Upstream announced a security issue related to kwallet-pam <5.12.6 (5.12.5 is the lates released version so far). The linked upstream advisory contains links to patches for plasma 5.12 and 5.8: Plasma 5.12 https://commits.kde.org/kwallet-pam/2134dec85ce19d6378d03cddfae9e5e464cb24c0 https://commits.kde.org/kwallet-pam/01d4143fda5bddb6dca37b23304dc239a5fb38b5 Plasma 5.8 https://commits.kde.org/kwallet-pam/99abc7fde21f40cc6da5feb6ee766cc46fcca1f8 https://commits.kde.org/kwallet-pam/802f305d81f8771c4f4a8bd7fd0e368ffc6f9b3b Reproducible: Always
See also: https://marc.info/?l=kde-announce&m=152534806103730&w=2
at lest gentoo-sources set fs.protected_hardlinks = 1 fs.protected_symlinks = 1 by default so this should not be possible to exploit this vulnerability. users of vanilla-sources or other kernels may be affected though
Apparently these security fixes are currently causing regressions: https://bugs.kde.org/show_bug.cgi?id=393856 https://bugs.archlinux.org/task/58446 https://bugs.launchpad.net/ubuntu/+source/kwallet-pam/+bug/1769187
The bug has been referenced in the following commit(s): https://gitweb.gentoo.org/repo/gentoo.git/commit/?id=f1744b94bb12908e35666a1322d06615b7f7657b commit f1744b94bb12908e35666a1322d06615b7f7657b Author: Andreas Sturmlechner <asturm@gentoo.org> AuthorDate: 2018-05-05 11:16:14 +0000 Commit: Andreas Sturmlechner <asturm@gentoo.org> CommitDate: 2018-05-05 11:16:14 +0000 kde-plasma/kwallet-pam: Fix CVE-2018-10380 Bug: https://bugs.gentoo.org/654746 Package-Manager: Portage-2.3.32, Repoman-2.3.9 .../kwallet-pam-5.11.5-CVE-2018-10380-1.patch | 206 +++++++++++++++++++++ .../kwallet-pam-5.11.5-CVE-2018-10380-2.patch | 135 ++++++++++++++ .../kwallet-pam-5.11.5-CVE-2018-10380-3.patch | 54 ++++++ .../kwallet-pam/kwallet-pam-5.11.5-r1.ebuild | 35 ++++ .../kwallet-pam/kwallet-pam-5.12.5-r1.ebuild | 35 ++++ 5 files changed, 465 insertions(+)
Arches, please stabilise.
x86 stable
amd64 stable. Maintainer(s), please cleanup. Security, please add it to the existing request, or file a new one.

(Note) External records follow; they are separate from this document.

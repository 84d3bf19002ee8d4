//! Closed OCPI enumerations
//!
//! OCPI enumerations travel as plain strings. `ocpi_enum!` generates a closed
//! enum together with its wire form, an explicit `try_parse` that reports
//! unknown values as `None`, `Display`/`FromStr`, and string-based serde impls.

/// Declare a closed OCPI enumeration with its wire strings.
///
/// ```ignore
/// ocpi_enum! {
///     /// Connector format
///     pub enum ConnectorFormat {
///         Socket => "SOCKET",
///         Cable => "CABLE",
///     }
/// }
/// ```
#[macro_export]
macro_rules! ocpi_enum {
    (
        $(#[$meta:meta])*
        $vis:vis enum $name:ident {
            $( $(#[$vmeta:meta])* $variant:ident => $wire:literal ),+ $(,)?
        }
    ) => {
        $(#[$meta])*
        #[derive(Debug, Clone, Copy, PartialEq, Eq, Hash, PartialOrd, Ord)]
        $vis enum $name {
            $( $(#[$vmeta])* $variant ),+
        }

        impl $name {
            /// Every variant, in declaration order
            pub const ALL: &'static [$name] = &[$($name::$variant),+];

            /// Wire representation
            pub fn as_str(&self) -> &'static str {
                match self {
                    $( $name::$variant => $wire ),+
                }
            }

            /// Parse a wire value; unknown values yield `None`
            pub fn try_parse(text: &str) -> Option<Self> {
                match text {
                    $( $wire => Some($name::$variant), )+
                    _ => None,
                }
            }
        }

        impl std::fmt::Display for $name {
            fn fmt(&self, f: &mut std::fmt::Formatter<'_>) -> std::fmt::Result {
                f.write_str(self.as_str())
            }
        }

        impl std::str::FromStr for $name {
            type Err = $crate::types::UnknownVariant;

            fn from_str(s: &str) -> Result<Self, Self::Err> {
                Self::try_parse(s).ok_or_else(|| $crate::types::UnknownVariant {
                    kind: stringify!($name),
                    value: s.to_string(),
                })
            }
        }

        impl serde::Serialize for $name {
            fn serialize<S: serde::Serializer>(&self, serializer: S) -> Result<S::Ok, S::Error> {
                serializer.serialize_str(self.as_str())
            }
        }

        impl<'de> serde::Deserialize<'de> for $name {
            fn deserialize<D: serde::Deserializer<'de>>(deserializer: D) -> Result<Self, D::Error> {
                let text = <String as serde::Deserialize>::deserialize(deserializer)?;
                Self::try_parse(&text)
                    .ok_or_else(|| serde::de::Error::unknown_variant(&text, &[$($wire),+]))
            }
        }
    };
}
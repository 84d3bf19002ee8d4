//! `/versions` and version detail endpoints

use axum::extract::{Path, State};
use axum::http::HeaderMap;
use axum::response::IntoResponse;
use tracing::debug;

use ocpi_core::{Endpoint, ModuleId, Version, VersionDetail};

use super::{authenticate, check_version};
use crate::envelope::{ok, ApiError};
use crate::node::NodeState;

/// Modules this node serves under every version
const MODULES: [ModuleId; 5] = [
    ModuleId::Credentials,
    ModuleId::Locations,
    ModuleId::Sessions,
    ModuleId::Tariffs,
    ModuleId::Cdrs,
];

pub(crate) async fn get_versions(
    State(state): State<NodeState>,
    headers: HeaderMap,
) -> Result<impl IntoResponse, ApiError> {
    let caller = authenticate(&state, &headers)?;
    debug!("Server: Versions requested by {}", caller.party.identity);

    let mut versions: Vec<Version> = state
        .config
        .versions
        .iter()
        .map(|version| Version {
            version: version.clone(),
            url: state.config.version_url(version),
        })
        .collect();
    versions.sort_by(|a, b| a.version.cmp(&b.version));

    Ok(ok(versions))
}

pub(crate) async fn get_version_details(
    State(state): State<NodeState>,
    Path(version): Path<String>,
    headers: HeaderMap,
) -> Result<impl IntoResponse, ApiError> {
    authenticate(&state, &headers)?;
    let version = check_version(&state, &version)?;

    let endpoints = MODULES
        .iter()
        .map(|module| Endpoint {
            identifier: module.clone(),
            url: state.config.module_url(&version, module),
        })
        .collect();

    Ok(ok(VersionDetail { version, endpoints }))
}
//! Access token authentication
//!
//! Resolves the token of an inbound request to a remote party and decides
//! whether the call may proceed. Unknown and blocked tokens share one error
//! message so callers cannot probe registry membership.

use std::sync::Arc;

use base64::engine::general_purpose::STANDARD;
use base64::Engine;
use thiserror::Error;
use tracing::{debug, warn};

use crate::party::{AccessInfo, RemoteParty};
use crate::registry::RemotePartyRegistry;
use crate::types::AccessStatus;

/// Rejected token
#[derive(Debug, Clone, Copy, PartialEq, Eq, Error)]
pub enum AuthError {
    #[error("Invalid or blocked access token!")]
    Unknown,

    #[error("Invalid or blocked access token!")]
    Blocked,
}

/// Protected call by a peer that has not finished registration
#[derive(Debug, Clone, Copy, PartialEq, Eq, Error)]
pub enum RegistrationStateError {
    #[error("You need to be registered before trying to invoke this protected method!")]
    NotYetRegistered,
}

/// Result of authenticating one token
#[derive(Debug, Clone)]
pub enum AuthOutcome {
    Unknown,
    Blocked(Arc<RemoteParty>),
    Allowed(Authorized),
}

/// An accepted caller
#[derive(Debug, Clone)]
pub struct Authorized {
    pub party: Arc<RemoteParty>,
    pub access: AccessInfo,
}

impl Authorized {
    /// Guard for state-mutating and module calls
    pub fn require_registered(&self) -> Result<(), RegistrationStateError> {
        if self.access.registered {
            Ok(())
        } else {
            Err(RegistrationStateError::NotYetRegistered)
        }
    }
}

impl AuthOutcome {
    pub fn into_result(self) -> Result<Authorized, AuthError> {
        match self {
            AuthOutcome::Allowed(authorized) => Ok(authorized),
            AuthOutcome::Blocked(_) => Err(AuthError::Blocked),
            AuthOutcome::Unknown => Err(AuthError::Unknown),
        }
    }

    pub fn is_allowed(&self) -> bool {
        matches!(self, AuthOutcome::Allowed(_))
    }
}

/// Extract the token from an `Authorization: Token <token>` header value
pub fn parse_authorization(header: &str) -> Option<&str> {
    let header = header.trim();
    let (scheme, token) = header.split_once(char::is_whitespace)?;
    if !scheme.eq_ignore_ascii_case("token") {
        return None;
    }
    let token = token.trim();
    if token.is_empty() {
        None
    } else {
        Some(token)
    }
}

/// Token lookup over the registry
#[derive(Clone)]
pub struct AccessTokenAuthenticator {
    registry: Arc<RemotePartyRegistry>,
    accept_base64: bool,
}

impl AccessTokenAuthenticator {
    pub fn new(registry: Arc<RemotePartyRegistry>) -> Self {
        Self {
            registry,
            accept_base64: true,
        }
    }

    /// Also try the base64-decoded token when the raw one is unknown
    pub fn with_base64(mut self, accept: bool) -> Self {
        self.accept_base64 = accept;
        self
    }

    pub fn authenticate(&self, token: &str) -> AuthOutcome {
        let Some((token, party, status)) = self.resolve(token) else {
            debug!("Auth: Unknown access token");
            return AuthOutcome::Unknown;
        };

        if status == AccessStatus::Blocked || !party.is_enabled() {
            warn!("Auth: Rejected blocked access token of {}", party.identity);
            return AuthOutcome::Blocked(party);
        }

        match party.access_info(&token).cloned() {
            Some(access) => AuthOutcome::Allowed(Authorized { party, access }),
            None => AuthOutcome::Unknown,
        }
    }

    /// Registry lookup by the raw token, then by its base64 decoding
    fn resolve(&self, token: &str) -> Option<(String, Arc<RemoteParty>, AccessStatus)> {
        if let Some((party, status)) = self.registry.lookup_by_token(token) {
            return Some((token.to_string(), party, status));
        }
        if !self.accept_base64 {
            return None;
        }

        let decoded = STANDARD.decode(token).ok()?;
        let decoded = String::from_utf8(decoded).ok()?;
        let decoded = decoded.trim().to_string();
        let (party, status) = self.registry.lookup_by_token(&decoded)?;
        Some((decoded, party, status))
    }

    /// Authenticate a raw `Authorization` header value
    pub fn authenticate_header(&self, header: Option<&str>) -> AuthOutcome {
        match header.and_then(parse_authorization) {
            Some(token) => self.authenticate(token),
            None => {
                debug!("Auth: Missing or malformed Authorization header");
                AuthOutcome::Unknown
            }
        }
    }
}
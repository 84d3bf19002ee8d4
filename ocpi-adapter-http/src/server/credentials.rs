//! Credentials exchange, server side
//!
//! `POST` registers the caller (or rotates its token when already
//! registered), `PUT` does the same but only for registered callers,
//! `DELETE` unregisters. Before touching the registry we call the caller
//! back with the token it posted; if that fails nothing changes.

use axum::body::Bytes;
use axum::extract::{Path, State};
use axum::http::HeaderMap;
use axum::response::IntoResponse;
use tracing::{info, warn};

use ocpi_core::{AccessInfo, Authorized, Credentials, RemoteAccessInfo};

use super::{authenticate, check_version, parse_body};
use crate::envelope::{ok, ApiError, OcpiResponse};
use crate::negotiator::NegotiationError;
use crate::node::NodeState;

/// Our credentials, carrying the token the caller used
pub(crate) async fn get_credentials(
    State(state): State<NodeState>,
    Path(version): Path<String>,
    headers: HeaderMap,
) -> Result<impl IntoResponse, ApiError> {
    let caller = authenticate(&state, &headers)?;
    check_version(&state, &version)?;

    Ok(ok(state.config.credentials(caller.access.token)))
}

pub(crate) async fn post_credentials(
    State(state): State<NodeState>,
    Path(version): Path<String>,
    headers: HeaderMap,
    body: Bytes,
) -> Result<impl IntoResponse, ApiError> {
    let caller = authenticate(&state, &headers)?;
    check_version(&state, &version)?;
    let credentials: Credentials = parse_body(&body, "credentials")?;

    Ok(ok(register_caller(&state, caller, credentials).await?))
}

pub(crate) async fn put_credentials(
    State(state): State<NodeState>,
    Path(version): Path<String>,
    headers: HeaderMap,
    body: Bytes,
) -> Result<impl IntoResponse, ApiError> {
    let caller = authenticate(&state, &headers)?;
    caller.require_registered()?;
    check_version(&state, &version)?;
    let credentials: Credentials = parse_body(&body, "credentials")?;

    Ok(ok(register_caller(&state, caller, credentials).await?))
}

pub(crate) async fn delete_credentials(
    State(state): State<NodeState>,
    Path(version): Path<String>,
    headers: HeaderMap,
) -> Result<impl IntoResponse, ApiError> {
    let caller = authenticate(&state, &headers)?;
    caller.require_registered()?;
    check_version(&state, &version)?;

    let token = caller.access.token;
    state
        .registry
        .update(&caller.party.identity, |party| {
            party
                .without_token(token.as_str())
                .with_remote_access_infos(Vec::new())
        })
        .map_err(ApiError::internal)?;

    info!("Server: Unregistered {}", caller.party.identity);
    Ok(axum::Json(OcpiResponse::<()>::empty()))
}

/// Call the caller back, then swap in fresh tokens on both sides
async fn register_caller(
    state: &NodeState,
    caller: Authorized,
    credentials: Credentials,
) -> Result<Credentials, ApiError> {
    let identity = &caller.party.identity;
    if !identity.matches(&credentials.country_code, &credentials.party_id) {
        warn!(
            "Server: {} posted credentials of {}*{}",
            identity, credentials.country_code, credentials.party_id
        );
        return Err(ApiError::bad_request(
            "The given credentials do not match the registered party!",
        ));
    }

    let negotiated = state
        .negotiator
        .negotiate(&credentials.url, &credentials.token, &state.config.versions)
        .await
        .map_err(|e| {
            warn!("Server: Callback to {} at {} failed: {}", identity, credentials.url, e);
            match e {
                NegotiationError::NoMutualVersion => ApiError::unsupported_version(),
                _ => ApiError::unable_to_use_client_api(),
            }
        })?;

    let token = state.config.generate_token();
    let remote = RemoteAccessInfo::new(credentials.token.clone(), credentials.url.clone())
        .with_versions(negotiated.version_ids)
        .with_selected_version(negotiated.selected.clone());

    state
        .registry
        .update(identity, |party| {
            party
                .with_access_infos(vec![AccessInfo::registered(token.clone())])
                .with_remote_access_infos(vec![remote])
                .with_business_details(credentials.business_details.clone())
        })
        .map_err(ApiError::internal)?;

    info!(
        "Server: Registered {} on OCPI {}, issued token {}",
        identity,
        negotiated.selected,
        token.redacted()
    );
    Ok(state.config.credentials(token))
}
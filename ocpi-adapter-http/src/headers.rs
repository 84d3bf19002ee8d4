//! OCPI request headers

use axum::http::HeaderMap;
use uuid::Uuid;

use ocpi_core::AccessToken;

// Lower-case, usable as static header names
pub const AUTHORIZATION: &str = "authorization";
pub const X_REQUEST_ID: &str = "x-request-id";
pub const X_CORRELATION_ID: &str = "x-correlation-id";

/// `Authorization` header value for `token`
pub fn authorization(token: &AccessToken) -> String {
    format!("Token {}", token.as_str())
}

/// Correlation identifiers of one request
#[derive(Debug, Clone, PartialEq, Eq)]
pub struct RequestIds {
    pub request_id: String,
    pub correlation_id: String,
}

impl RequestIds {
    /// Fresh ids for an outbound call
    pub fn generate() -> Self {
        Self {
            request_id: Uuid::new_v4().to_string(),
            correlation_id: Uuid::new_v4().to_string(),
        }
    }

    /// Ids of an inbound request; missing ones are generated
    pub fn from_headers(headers: &HeaderMap) -> Self {
        let read = |name: &str| {
            headers
                .get(name)
                .and_then(|value| value.to_str().ok())
                .filter(|value| !value.is_empty())
                .map(str::to_string)
                .unwrap_or_else(|| Uuid::new_v4().to_string())
        };
        Self {
            request_id: read(X_REQUEST_ID),
            correlation_id: read(X_CORRELATION_ID),
        }
    }
}

#[cfg(test)]
mod tests {
    use super::*;
    use axum::http::HeaderValue;

    #[test]
    fn test_from_headers() {
        let mut headers = HeaderMap::new();
        headers.insert(X_REQUEST_ID, HeaderValue::from_static("req-1"));

        let ids = RequestIds::from_headers(&headers);
        assert_eq!(ids.request_id, "req-1");
        assert!(Uuid::parse_str(&ids.correlation_id).is_ok());
    }

    #[test]
    fn test_generate_is_unique() {
        let a = RequestIds::generate();
        let b = RequestIds::generate();
        assert_ne!(a.request_id, b.request_id);
        assert_ne!(a.request_id, a.correlation_id);
        assert_eq!(authorization(&AccessToken::new("abc")), "Token abc");
    }
}
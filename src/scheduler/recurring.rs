use std::future::Future;
use std::time::Duration;

use tokio::sync::watch;
use tokio::task::JoinHandle;
use tokio::time::{interval, MissedTickBehavior};
use tracing::{debug, info};

/// A named periodic task with explicit start/stop.
///
/// The tick body is awaited to completion before the next tick is
/// considered, so executions never overlap; a tick that overruns its
/// period delays the following one (`MissedTickBehavior::Delay`).
/// `stop` prevents future ticks but does not interrupt one in flight.
pub struct RecurringTask {
    name: &'static str,
    shutdown: watch::Sender<bool>,
    handle: JoinHandle<()>,
}

impl RecurringTask {
    pub fn spawn<F, Fut>(name: &'static str, period: Duration, task: F) -> Self
    where
        F: Fn() -> Fut + Send + 'static,
        Fut: Future<Output = ()> + Send + 'static,
    {
        let (shutdown, mut shutdown_rx) = watch::channel(false);
        let handle = tokio::spawn(async move {
            let mut ticker = interval(period);
            ticker.set_missed_tick_behavior(MissedTickBehavior::Delay);
            loop {
                tokio::select! {
                    _ = ticker.tick() => {
                        debug!(task = name, "tick");
                        task().await;
                    }
                    changed = shutdown_rx.changed() => {
                        if changed.is_err() || *shutdown_rx.borrow() {
                            break;
                        }
                    }
                }
            }
            info!(task = name, "recurring task stopped");
        });

        info!(task = name, period_secs = period.as_secs(), "recurring task started");
        RecurringTask {
            name,
            shutdown,
            handle,
        }
    }

    /// Requests a stop. Future ticks are cancelled; an in-flight tick
    /// runs to completion.
    pub fn stop(&self) {
        debug!(task = self.name, "stop requested");
        let _ = self.shutdown.send(true);
    }

    /// Stops the task and waits for the loop (including any in-flight
    /// tick) to finish.
    pub async fn shutdown(self) {
        self.stop();
        let _ = self.handle.await;
    }
}

#[cfg(test)]
mod tests {
    use super::*;
    use std::sync::atomic::{AtomicUsize, Ordering};
    use std::sync::Arc;

    #[tokio::test]
    async fn stop_prevents_future_ticks() {
        let count = Arc::new(AtomicUsize::new(0));
        let task = {
            let count = count.clone();
            RecurringTask::spawn("test", Duration::from_millis(10), move || {
                let count = count.clone();
                async move {
                    count.fetch_add(1, Ordering::SeqCst);
                }
            })
        };

        tokio::time::sleep(Duration::from_millis(35)).await;
        task.shutdown().await;
        let after_stop = count.load(Ordering::SeqCst);
        assert!(after_stop >= 1);

        tokio::time::sleep(Duration::from_millis(50)).await;
        assert_eq!(count.load(Ordering::SeqCst), after_stop);
    }

    #[tokio::test]
    async fn slow_ticks_do_not_overlap() {
        let running = Arc::new(AtomicUsize::new(0));
        let overlapped = Arc::new(AtomicUsize::new(0));
        let task = {
            let running = running.clone();
            let overlapped = overlapped.clone();
            RecurringTask::spawn("slow", Duration::from_millis(5), move || {
                let running = running.clone();
                let overlapped = overlapped.clone();
                async move {
                    if running.fetch_add(1, Ordering::SeqCst) > 0 {
                        overlapped.fetch_add(1, Ordering::SeqCst);
                    }
                    // Tick body longer than the period.
                    tokio::time::sleep(Duration::from_millis(20)).await;
                    running.fetch_sub(1, Ordering::SeqCst);
                }
            })
        };

        tokio::time::sleep(Duration::from_millis(80)).await;
        task.shutdown().await;
        assert_eq!(overlapped.load(Ordering::SeqCst), 0);
    }
}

New GLSA request file. Please add to CVETool. Gentoo Security Advocate (jmbailey/mbailey_j)
The bug has been referenced in the following commit(s): https://gitweb.gentoo.org/repo/gentoo.git/commit/?id=6087f8347b5df6cf69ce7b51780787737f2ad4ee commit 6087f8347b5df6cf69ce7b51780787737f2ad4ee Author: Andreas Sturmlechner <asturm@gentoo.org> AuthorDate: 2018-05-07 17:01:34 +0000 Commit: Andreas Sturmlechner <asturm@gentoo.org> CommitDate: 2018-05-07 17:01:34 +0000 kde-plasma/kwallet-pam: Cleanup vulnerable Bug: https://bugs.gentoo.org/654746 Package-Manager: Portage-2.3.36, Repoman-2.3.9 kde-plasma/kwallet-pam/kwallet-pam-5.11.5.ebuild | 33 ------------------------ kde-plasma/kwallet-pam/kwallet-pam-5.12.5.ebuild | 33 ------------------------ 2 files changed, 66 deletions(-)
This is mitigated by the default kernel sources which are Gentoo security supported. @kde, thanks for patching so quickly as usual!